» Material supplied
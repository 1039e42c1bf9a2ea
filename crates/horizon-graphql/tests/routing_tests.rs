//! Wire-level routing behavior: which transport an operation leaves on.

use serde_json::{json, Value};
use wiremock::matchers::{method, path};
use wiremock::{Mock, MockServer, Request, Respond, ResponseTemplate};

use horizon_graphql::transport::{Route, RoutingTable, TransportKind};
use horizon_graphql::{Client, Operation, OperationType};

/// Answers single-object bodies with one response and array bodies with a
/// matching response array, so both HTTP transports are satisfied.
struct ShapeAware;

impl Respond for ShapeAware {
    fn respond(&self, request: &Request) -> ResponseTemplate {
        let body: Value = serde_json::from_slice(&request.body).expect("json body");
        if let Some(operations) = body.as_array() {
            let responses: Vec<Value> =
                operations.iter().map(|_| json!({"data": {"ok": true}})).collect();
            ResponseTemplate::new(200).set_body_json(responses)
        } else {
            ResponseTemplate::new(200).set_body_json(json!({"data": {"ok": true}}))
        }
    }
}

async fn shape_server() -> MockServer {
    let server = MockServer::start().await;
    Mock::given(method("POST"))
        .and(path("/graphql"))
        .respond_with(ShapeAware)
        .mount(&server)
        .await;
    server
}

fn client(server: &MockServer) -> Client {
    Client::builder(format!("{}/graphql", server.uri()))
        .build()
        .expect("build client")
}

async fn body_shapes(server: &MockServer) -> Vec<bool> {
    server
        .received_requests()
        .await
        .expect("recording")
        .iter()
        .map(|request| {
            serde_json::from_slice::<Value>(&request.body)
                .expect("json body")
                .is_array()
        })
        .collect()
}

#[tokio::test]
async fn test_queries_go_out_as_single_requests() {
    let server = shape_server().await;
    let client = client(&server);

    client
        .execute(Operation::query("{ users }"))
        .await
        .expect("query");

    assert_eq!(body_shapes(&server).await, vec![false]);
}

#[tokio::test]
async fn test_batch_hinted_query_still_goes_single() {
    let server = shape_server().await;
    let client = client(&server);

    client
        .execute(Operation::query("{ users }").batched())
        .await
        .expect("query");

    assert_eq!(body_shapes(&server).await, vec![false]);
}

#[tokio::test]
async fn test_unhinted_mutation_goes_single() {
    let server = shape_server().await;
    let client = client(&server);

    client
        .execute(Operation::mutation("mutation { bump }"))
        .await
        .expect("mutation");

    assert_eq!(body_shapes(&server).await, vec![false]);
}

#[tokio::test]
async fn test_batch_hinted_mutation_goes_to_the_batch_transport() {
    let server = shape_server().await;
    let client = client(&server);

    client
        .execute(Operation::mutation("mutation { bump }").batched())
        .await
        .expect("mutation");

    assert_eq!(body_shapes(&server).await, vec![true]);
}

#[tokio::test]
async fn test_custom_routing_table_overrides_the_standard_rules() {
    let server = shape_server().await;

    // route every mutation through the batch transport, hinted or not
    let table = RoutingTable::new(
        vec![
            Route {
                name: "subscriptions",
                matches: |op| op.operation_type() == OperationType::Subscription,
                destination: TransportKind::Streaming,
            },
            Route {
                name: "all-mutations",
                matches: |op| op.operation_type() == OperationType::Mutation,
                destination: TransportKind::Batched,
            },
        ],
        TransportKind::Single,
    );

    let client = Client::builder(format!("{}/graphql", server.uri()))
        .routing_table(table)
        .build()
        .expect("build client");

    client
        .execute(Operation::mutation("mutation { bump }"))
        .await
        .expect("mutation");

    assert_eq!(body_shapes(&server).await, vec![true]);
}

» Required work
Scan the listing for the string "OperationType". Copy each line that has it.

» Exercise output
use horizon_graphql::{Client, Operation, OperationType};
                matches: |op| op.operation_type() == OperationType::Subscription,
                matches: |op| op.operation_type() == OperationType::Mutation,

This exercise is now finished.